Conclusion from Evaluations

Since both options a and b are correct, option d "a and b are correct" accurately reflects the use of PCR, whereas option c is incorrect.

Key concepts

DNA Fingerprinting

DNA fingerprinting is a technique that identifies unique patterns within an individual's DNA. This method is widely used in forensic science to solve crimes because each person's DNA is distinct, like a fingerprint.
The process involves collecting samples such as hair, blood, or saliva. Then, specific regions of DNA, known as Short Tandem Repeats (STRs), are amplified using PCR. STRs are repeating sequences in DNA that vary greatly among individuals, making them ideal for identification.
Once the DNA is amplified, it is compared across samples. Scientists pick several STR loci to ensure accuracy, because while one locus might not be unique, the combination of several is.

• High precision in matching DNA profiles.
• Used in legal situations, paternity tests, and identifying remains.

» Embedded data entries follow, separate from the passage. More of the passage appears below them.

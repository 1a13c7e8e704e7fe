//! # xlog
//!
//! A process-wide default logger with package-level logging functions.
//!
//! ## Features
//!
//! - **Zero setup**: logs at `debug` level to standard output until [`init`] is called
//! - **Rotating files**: 128 MiB segments, timestamped backups, gzip compression
//! - **Four call styles**: variadic, format, key/value and typed fields at every level
//! - **Caller annotation**: every record carries the `dir/file.rs:line` of the call site
//!
//! ## Example
//!
//! ```
//! use xlog::{field, Config};
//!
//! xlog::init(&Config::stdout("info"));
//!
//! xlog::info(&[&"service", &"started"]);
//! xlog::infof(format_args!("listening on {}", 8080));
//! xlog::infow("request", &["path".into(), "/health".into()]);
//! xlog::infoz("request", &[field::string("path", "/health")]);
//! xlog::debug(&[&"filtered out"]);
//! ```

pub mod core;
pub mod facade;
pub mod macros;
pub mod sinks;

pub use crate::core::field;

pub mod prelude {
    pub use crate::core::{
        Config, Encoder, EncoderConfig, Encoding, Field, FieldValue, LogEntry, LogLevel, Logger,
        LoggerBuilder, LoggerError, LoggerOptions, Result, Sink, SugaredLogger,
    };
    pub use crate::field;
    pub use crate::sinks::{RotatingFileSink, RotationPolicy, StdoutSink, WriterSink};
}

pub use crate::core::{
    Caller, Config, Encoder, EncoderConfig, Encoding, Field, FieldValue, LevelEncoding, LogEntry,
    LogLevel, Logger, LoggerBuilder, LoggerError, LoggerOptions, Result, Sink, SugaredLogger,
    TimeEncoding, DEFAULT_MAX_SIZE_MB,
};
pub use facade::*;
//! Basic usage example
//!
//! Demonstrates the package-level functions in all four call styles.
//!
//! Run with: cargo run --example basic_usage

use xlog::{debugf, field, infow, warnf, Config, LoggerOptions};

fn main() {
    println!("=== xlog - Basic Usage Example ===\n");

    println!("1. Before init (debug level, standard output):");
    xlog::debug(&[&"default logger", &"is ready"]);

    println!("\n2. After init at info level:");
    xlog::init(&Config::stdout("info"));
    xlog::debug(&[&"This debug message will not appear"]);
    xlog::info(&[&"Application", &"started"]);

    println!("\n3. Format style:");
    let port = 8080;
    xlog::infof(format_args!("Listening on port {}", port));
    warnf!("{} of {} workers busy", 7, 8);
    debugf!("hidden: {}", "below threshold");

    println!("\n4. Key/value style:");
    xlog::infow("request served", &["path".into(), "/health".into(), "status".into(), 200u16.into()]);
    infow!("cache stats", "hits", 42u64, "ratio", 0.93);
    infow!("odd list", "orphan");

    println!("\n5. Typed fields:");
    xlog::errorz(
        "upstream failed",
        &[field::string("host", "db-1"), field::duration("after", std::time::Duration::from_millis(250))],
    );

    println!("\n6. Derived logger:");
    let db = xlog::with_options(LoggerOptions::new().named("db").fields(vec![field::int("shard", 3)]));
    db.info("connected", &[]);

    if let Err(e) = xlog::sync() {
        eprintln!("flush failed: {}", e);
    }
    println!("\n=== Example completed successfully! ===");
}
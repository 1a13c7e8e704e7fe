//! Logging macros over the process-wide default logger.
//!
//! The `*f!` macros take a `format!`-style template; the `*w!` macros take
//! a message followed by alternating keys and values, each converted with
//! `FieldValue::from`. Both record the macro's call site as the caller.
//!
//! # Examples
//!
//! ```
//! use xlog::{infof, infow, warnf};
//!
//! let port = 8080;
//! infof!("listening on port {}", port);
//! infow!("request served", "path", "/health", "status", 200u16);
//! warnf!("{} retries left", 2);
//! ```

/// Log a formatted message at an explicit level.
///
/// # Examples
///
/// ```
/// use xlog::{logf, LogLevel};
/// logf!(LogLevel::Info, "Simple message");
/// logf!(LogLevel::Error, "Error code: {}", 500);
/// ```
#[macro_export]
macro_rules! logf {
    ($level:expr, $($arg:tt)+) => {
        $crate::default_sugared().logf($level, ::std::format_args!($($arg)+))
    };
}

/// Log a message with alternating keys and values at an explicit level.
#[macro_export]
macro_rules! logw {
    ($level:expr, $msg:expr $(, $kv:expr)* $(,)?) => {
        $crate::default_sugared().logw($level, $msg, &[$($crate::FieldValue::from($kv)),*])
    };
}

#[macro_export]
macro_rules! debugf {
    ($($arg:tt)+) => {
        $crate::facade::debugf(::std::format_args!($($arg)+))
    };
}

#[macro_export]
macro_rules! infof {
    ($($arg:tt)+) => {
        $crate::facade::infof(::std::format_args!($($arg)+))
    };
}

#[macro_export]
macro_rules! warnf {
    ($($arg:tt)+) => {
        $crate::facade::warnf(::std::format_args!($($arg)+))
    };
}

#[macro_export]
macro_rules! errorf {
    ($($arg:tt)+) => {
        $crate::facade::errorf(::std::format_args!($($arg)+))
    };
}

/// Log a formatted message, then panic with it.
///
/// ```should_panic
/// xlog::panicf!("invariant broken: {}", "queue empty");
/// ```
#[macro_export]
macro_rules! panicf {
    ($($arg:tt)+) => {
        $crate::facade::panicf(::std::format_args!($($arg)+))
    };
}

/// Log a formatted message, flush, and exit with status 1.
#[macro_export]
macro_rules! fatalf {
    ($($arg:tt)+) => {
        $crate::facade::fatalf(::std::format_args!($($arg)+))
    };
}

/// Log a message with alternating keys and values at debug level.
///
/// # Examples
///
/// ```
/// use xlog::debugw;
/// debugw!("cache miss", "key", "user:42", "ttl_secs", 30u32);
/// // A trailing key without a value is recorded as `ignored`
/// debugw!("odd list", "orphan");
/// ```
#[macro_export]
macro_rules! debugw {
    ($msg:expr $(, $kv:expr)* $(,)?) => {
        $crate::facade::debugw($msg, &[$($crate::FieldValue::from($kv)),*])
    };
}

#[macro_export]
macro_rules! infow {
    ($msg:expr $(, $kv:expr)* $(,)?) => {
        $crate::facade::infow($msg, &[$($crate::FieldValue::from($kv)),*])
    };
}

#[macro_export]
macro_rules! warnw {
    ($msg:expr $(, $kv:expr)* $(,)?) => {
        $crate::facade::warnw($msg, &[$($crate::FieldValue::from($kv)),*])
    };
}

#[macro_export]
macro_rules! errorw {
    ($msg:expr $(, $kv:expr)* $(,)?) => {
        $crate::facade::errorw($msg, &[$($crate::FieldValue::from($kv)),*])
    };
}

#[macro_export]
macro_rules! panicw {
    ($msg:expr $(, $kv:expr)* $(,)?) => {
        $crate::facade::panicw($msg, &[$($crate::FieldValue::from($kv)),*])
    };
}

#[macro_export]
macro_rules! fatalw {
    ($msg:expr $(, $kv:expr)* $(,)?) => {
        $crate::facade::fatalw($msg, &[$($crate::FieldValue::from($kv)),*])
    };
}
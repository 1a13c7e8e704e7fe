//! Adapter turning any `io::Write` into a sink

use crate::core::{Result, Sink};
use std::io::Write;

/// Wraps an arbitrary writer (a socket, a pipe, an in-memory buffer).
///
/// # Examples
///
/// ```
/// use xlog::sinks::WriterSink;
/// use xlog::{Encoder, LogLevel, Logger};
///
/// let logger = Logger::from_parts(
///     Box::new(WriterSink::new(std::io::sink())),
///     Encoder::default(),
///     LogLevel::Debug,
/// );
/// logger.info("discarded", &[]);
/// ```
pub struct WriterSink<W> {
    writer: W,
    name: String,
}

impl<W: Write + Send + Sync> WriterSink<W> {
    pub fn new(writer: W) -> Self {
        Self {
            writer,
            name: "writer".to_string(),
        }
    }

    #[must_use]
    pub fn with_name(mut self, name: impl Into<String>) -> Self {
        self.name = name.into();
        self
    }

    pub fn into_inner(self) -> W {
        self.writer
    }
}

impl<W: Write + Send + Sync> Sink for WriterSink<W> {
    fn write_record(&mut self, record: &[u8]) -> Result<()> {
        self.writer.write_all(record)?;
        Ok(())
    }

    fn flush(&mut self) -> Result<()> {
        self.writer.flush()?;
        Ok(())
    }

    fn name(&self) -> &str {
        &self.name
    }
}

#[cfg(test)]
mod tests {
    use super::*;

    #[test]
    fn test_writes_whole_records() {
        let mut sink = WriterSink::new(Vec::new()).with_name("memory");
        sink.write_record(b"one\n").unwrap();
        sink.write_record(b"two\n").unwrap();
        sink.flush().unwrap();

        assert_eq!(sink.name(), "memory");
        assert_eq!(sink.into_inner(), b"one\ntwo\n");
    }
}
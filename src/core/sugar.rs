//! Loosely-typed companion to [`Logger`]
//!
//! Three call styles per level:
//! - variadic (`info`): arguments rendered with `Display` and joined by spaces
//! - format (`infof`): a pre-built `format_args!` template
//! - key/value (`infow`): a message plus alternating keys and values
//!
//! Arguments are only rendered once the level is known to be enabled.

use super::field::{Field, FieldValue};
use super::log_level::LogLevel;
use super::logger::Logger;
use std::fmt::{self, Display, Write as _};

/// Field key recorded when a key/value list ends with a key and no value.
pub const IGNORED_KEY: &str = "ignored";

/// Field key recorded for pairs whose key is not a string.
pub const INVALID_KEY: &str = "invalid";

#[derive(Debug, Clone)]
pub struct SugaredLogger {
    base: Logger,
}

impl SugaredLogger {
    pub(crate) fn new(base: Logger) -> Self {
        Self { base }
    }

    /// The strongly-typed logger underneath.
    pub fn desugar(&self) -> &Logger {
        &self.base
    }

    pub fn enabled(&self, level: LogLevel) -> bool {
        self.base.enabled(level)
    }

    /// Log the space-joined `Display` rendering of `args`.
    #[track_caller]
    pub fn log(&self, level: LogLevel, args: &[&dyn Display]) {
        if !self.base.needs_message(level) {
            return;
        }
        self.base.emit(level, join_args(args), Vec::new());
    }

    /// Log a formatted message.
    #[track_caller]
    pub fn logf(&self, level: LogLevel, args: fmt::Arguments<'_>) {
        if !self.base.needs_message(level) {
            return;
        }
        let message = match args.as_str() {
            Some(literal) => literal.to_string(),
            None => fmt::format(args),
        };
        self.base.emit(level, message, Vec::new());
    }

    /// Log a message with alternating keys and values.
    #[track_caller]
    pub fn logw(&self, level: LogLevel, message: &str, keys_and_values: &[FieldValue]) {
        if !self.base.needs_message(level) {
            return;
        }
        self.base
            .emit(level, message.to_string(), sweeten(keys_and_values));
    }

    #[inline]
    #[track_caller]
    pub fn debug(&self, args: &[&dyn Display]) {
        self.log(LogLevel::Debug, args);
    }

    #[inline]
    #[track_caller]
    pub fn info(&self, args: &[&dyn Display]) {
        self.log(LogLevel::Info, args);
    }

    #[inline]
    #[track_caller]
    pub fn warn(&self, args: &[&dyn Display]) {
        self.log(LogLevel::Warn, args);
    }

    #[inline]
    #[track_caller]
    pub fn error(&self, args: &[&dyn Display]) {
        self.log(LogLevel::Error, args);
    }

    #[inline]
    #[track_caller]
    pub fn panic(&self, args: &[&dyn Display]) {
        self.log(LogLevel::Panic, args);
    }

    #[inline]
    #[track_caller]
    pub fn fatal(&self, args: &[&dyn Display]) -> ! {
        self.log(LogLevel::Fatal, args);
        unreachable!("fatal logging exits the process")
    }

    #[inline]
    #[track_caller]
    pub fn debugf(&self, args: fmt::Arguments<'_>) {
        self.logf(LogLevel::Debug, args);
    }

    #[inline]
    #[track_caller]
    pub fn infof(&self, args: fmt::Arguments<'_>) {
        self.logf(LogLevel::Info, args);
    }

    #[inline]
    #[track_caller]
    pub fn warnf(&self, args: fmt::Arguments<'_>) {
        self.logf(LogLevel::Warn, args);
    }

    #[inline]
    #[track_caller]
    pub fn errorf(&self, args: fmt::Arguments<'_>) {
        self.logf(LogLevel::Error, args);
    }

    #[inline]
    #[track_caller]
    pub fn panicf(&self, args: fmt::Arguments<'_>) {
        self.logf(LogLevel::Panic, args);
    }

    #[inline]
    #[track_caller]
    pub fn fatalf(&self, args: fmt::Arguments<'_>) -> ! {
        self.logf(LogLevel::Fatal, args);
        unreachable!("fatal logging exits the process")
    }

    #[inline]
    #[track_caller]
    pub fn debugw(&self, message: &str, keys_and_values: &[FieldValue]) {
        self.logw(LogLevel::Debug, message, keys_and_values);
    }

    #[inline]
    #[track_caller]
    pub fn infow(&self, message: &str, keys_and_values: &[FieldValue]) {
        self.logw(LogLevel::Info, message, keys_and_values);
    }

    #[inline]
    #[track_caller]
    pub fn warnw(&self, message: &str, keys_and_values: &[FieldValue]) {
        self.logw(LogLevel::Warn, message, keys_and_values);
    }

    #[inline]
    #[track_caller]
    pub fn errorw(&self, message: &str, keys_and_values: &[FieldValue]) {
        self.logw(LogLevel::Error, message, keys_and_values);
    }

    #[inline]
    #[track_caller]
    pub fn panicw(&self, message: &str, keys_and_values: &[FieldValue]) {
        self.logw(LogLevel::Panic, message, keys_and_values);
    }

    #[inline]
    #[track_caller]
    pub fn fatalw(&self, message: &str, keys_and_values: &[FieldValue]) -> ! {
        self.logw(LogLevel::Fatal, message, keys_and_values);
        unreachable!("fatal logging exits the process")
    }
}

fn join_args(args: &[&dyn Display]) -> String {
    let mut message = String::new();
    for (idx, arg) in args.iter().enumerate() {
        if idx > 0 {
            message.push(' ');
        }
        let _ = write!(message, "{}", arg);
    }
    message
}

/// Pair up an alternating key/value list.
///
/// A trailing key without a value becomes an `ignored` field holding the
/// key. Pairs whose key is not a string are collected into one `invalid`
/// field rendered as `key=value` items.
pub fn sweeten(keys_and_values: &[FieldValue]) -> Vec<Field> {
    let mut fields = Vec::with_capacity(keys_and_values.len() / 2 + 1);
    let mut invalid: Vec<String> = Vec::new();

    for pair in keys_and_values.chunks(2) {
        match pair {
            [key, value] => match key.as_key() {
                Some(k) => fields.push(Field::new(k, value.clone())),
                None => invalid.push(format!("{}={}", key, value)),
            },
            [dangling] => fields.push(Field::new(IGNORED_KEY, dangling.clone())),
            _ => {}
        }
    }

    if !invalid.is_empty() {
        fields.push(Field::new(INVALID_KEY, invalid.join(", ")));
    }
    fields
}
//! Structured record fields
//!
//! This module provides:
//! - `FieldValue`: a typed value, also the element type of key/value argument lists
//! - `Field`: a named, typed value attached to a record
//! - helper constructors (`string`, `int`, `duration`, ...) for the structured call style

use std::fmt;
use std::time::Duration;

/// Value type for structured logging fields
#[derive(Debug, Clone, PartialEq)]
pub enum FieldValue {
    String(String),
    Int(i64),
    Uint(u64),
    Float(f64),
    Bool(bool),
    Duration(Duration),
    Error(String),
    Null,
}

impl fmt::Display for FieldValue {
    fn fmt(&self, f: &mut fmt::Formatter<'_>) -> fmt::Result {
        match self {
            FieldValue::String(s) => write!(f, "{}", s),
            FieldValue::Int(i) => write!(f, "{}", i),
            FieldValue::Uint(u) => write!(f, "{}", u),
            FieldValue::Float(fl) => write!(f, "{}", fl),
            FieldValue::Bool(b) => write!(f, "{}", b),
            FieldValue::Duration(d) => write!(f, "{:?}", d),
            FieldValue::Error(e) => write!(f, "{}", e),
            FieldValue::Null => write!(f, "null"),
        }
    }
}

impl FieldValue {
    /// Convert to serde_json::Value for record encoding
    ///
    /// Durations are rendered as fractional seconds.
    #[must_use]
    pub fn to_json_value(&self) -> serde_json::Value {
        match self {
            FieldValue::String(s) => serde_json::Value::String(s.clone()),
            FieldValue::Int(i) => serde_json::Value::Number((*i).into()),
            FieldValue::Uint(u) => serde_json::Value::Number((*u).into()),
            FieldValue::Float(f) => float_to_json(*f),
            FieldValue::Bool(b) => serde_json::Value::Bool(*b),
            FieldValue::Duration(d) => float_to_json(d.as_secs_f64()),
            FieldValue::Error(e) => serde_json::Value::String(e.clone()),
            FieldValue::Null => serde_json::Value::Null,
        }
    }

    /// The key text if this value can serve as a key in a key/value list.
    pub fn as_key(&self) -> Option<&str> {
        match self {
            FieldValue::String(s) => Some(s),
            _ => None,
        }
    }
}

// NaN and infinities have no JSON number form; keep them readable as strings.
fn float_to_json(f: f64) -> serde_json::Value {
    serde_json::Number::from_f64(f)
        .map(serde_json::Value::Number)
        .unwrap_or_else(|| serde_json::Value::String(f.to_string()))
}

impl From<String> for FieldValue {
    fn from(s: String) -> Self {
        FieldValue::String(s)
    }
}

impl From<&str> for FieldValue {
    fn from(s: &str) -> Self {
        FieldValue::String(s.to_string())
    }
}

impl From<&String> for FieldValue {
    fn from(s: &String) -> Self {
        FieldValue::String(s.clone())
    }
}

macro_rules! impl_from_signed {
    ($($t:ty),*) => {
        $(impl From<$t> for FieldValue {
            fn from(i: $t) -> Self {
                FieldValue::Int(i64::from(i))
            }
        })*
    };
}

macro_rules! impl_from_unsigned {
    ($($t:ty),*) => {
        $(impl From<$t> for FieldValue {
            fn from(u: $t) -> Self {
                FieldValue::Uint(u64::from(u))
            }
        })*
    };
}

impl_from_signed!(i8, i16, i32, i64);
impl_from_unsigned!(u8, u16, u32, u64);

impl From<isize> for FieldValue {
    fn from(i: isize) -> Self {
        FieldValue::Int(i as i64)
    }
}

impl From<usize> for FieldValue {
    fn from(u: usize) -> Self {
        FieldValue::Uint(u as u64)
    }
}

impl From<f32> for FieldValue {
    fn from(f: f32) -> Self {
        FieldValue::Float(f64::from(f))
    }
}

impl From<f64> for FieldValue {
    fn from(f: f64) -> Self {
        FieldValue::Float(f)
    }
}

impl From<bool> for FieldValue {
    fn from(b: bool) -> Self {
        FieldValue::Bool(b)
    }
}

impl From<Duration> for FieldValue {
    fn from(d: Duration) -> Self {
        FieldValue::Duration(d)
    }
}

impl<T: Into<FieldValue>> From<Option<T>> for FieldValue {
    fn from(value: Option<T>) -> Self {
        value.map_or(FieldValue::Null, Into::into)
    }
}

/// A named, typed value attached to a record.
#[derive(Debug, Clone, PartialEq)]
pub struct Field {
    pub key: String,
    pub value: FieldValue,
}

impl Field {
    pub fn new(key: impl Into<String>, value: impl Into<FieldValue>) -> Self {
        Self {
            key: key.into(),
            value: value.into(),
        }
    }
}

impl fmt::Display for Field {
    fn fmt(&self, f: &mut fmt::Formatter<'_>) -> fmt::Result {
        write!(f, "{}={}", self.key, self.value)
    }
}

pub fn string(key: impl Into<String>, value: impl Into<String>) -> Field {
    Field::new(key, FieldValue::String(value.into()))
}

pub fn int(key: impl Into<String>, value: i64) -> Field {
    Field::new(key, FieldValue::Int(value))
}

pub fn uint(key: impl Into<String>, value: u64) -> Field {
    Field::new(key, FieldValue::Uint(value))
}

pub fn float(key: impl Into<String>, value: f64) -> Field {
    Field::new(key, FieldValue::Float(value))
}

pub fn bool(key: impl Into<String>, value: bool) -> Field {
    Field::new(key, FieldValue::Bool(value))
}

pub fn duration(key: impl Into<String>, value: Duration) -> Field {
    Field::new(key, FieldValue::Duration(value))
}

/// Record an error under the conventional `error` key.
pub fn error(err: &dyn std::error::Error) -> Field {
    Field::new("error", FieldValue::Error(err.to_string()))
}

pub fn named_error(key: impl Into<String>, err: &dyn std::error::Error) -> Field {
    Field::new(key, FieldValue::Error(err.to_string()))
}

/// Capture any `Display` value as a string field.
pub fn display(key: impl Into<String>, value: impl fmt::Display) -> Field {
    Field::new(key, FieldValue::String(value.to_string()))
}

pub fn null(key: impl Into<String>) -> Field {
    Field::new(key, FieldValue::Null)
}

These elements combined ensure that DNA fingerprinting is a powerful tool for identification purposes.

DNA Amplification

DNA amplification refers to the process of making numerous copies of a specific DNA segment. The Polymerase Chain Reaction (PCR) is the most common method for achieving this amplification. PCR's ability to generate millions of copies from a tiny DNA sample is revolutionary, particularly in fields like medical diagnostics and biotechnology.
To perform PCR, scientists need a DNA template, nucleotides, primers, and a DNA polymerase enzyme. During the PCR, the DNA first denatures, separating into two strands. Primers then attach to the targeted DNA regions, and the DNA polymerase extends the strand, creating a new double-stranded DNA.

• Repeated cycles rapidly increase the number of DNA copies.
• Essential for processes requiring abundant DNA, such as sequencing.

This capability allows minor samples to be analyzed, making PCR indispensable in many scientific areas.

Genome Editing Limitations

Unlike PCR, genome editing actively alters DNA sequences in an organism's genome. However, current technologies face significant limitations which prevent complete precision in editing. While tools like CRISPR-Cas9 can add, remove, or change DNA bases, errors can occur.
These inaccuracies arise from off-target effects, where unintended regions of the DNA are altered. Ensuring only the desired part of the genome is edited requires rigorous testing and checking.

• Possibility of unintended mutations.
• Potential ethical concerns surrounding genome modification.

Moreover, the long-term effects of genome editing are still largely unknown, with ethical debates around human genome editing posing further challenges. It is a complex yet promising area requiring careful consideration and regulation.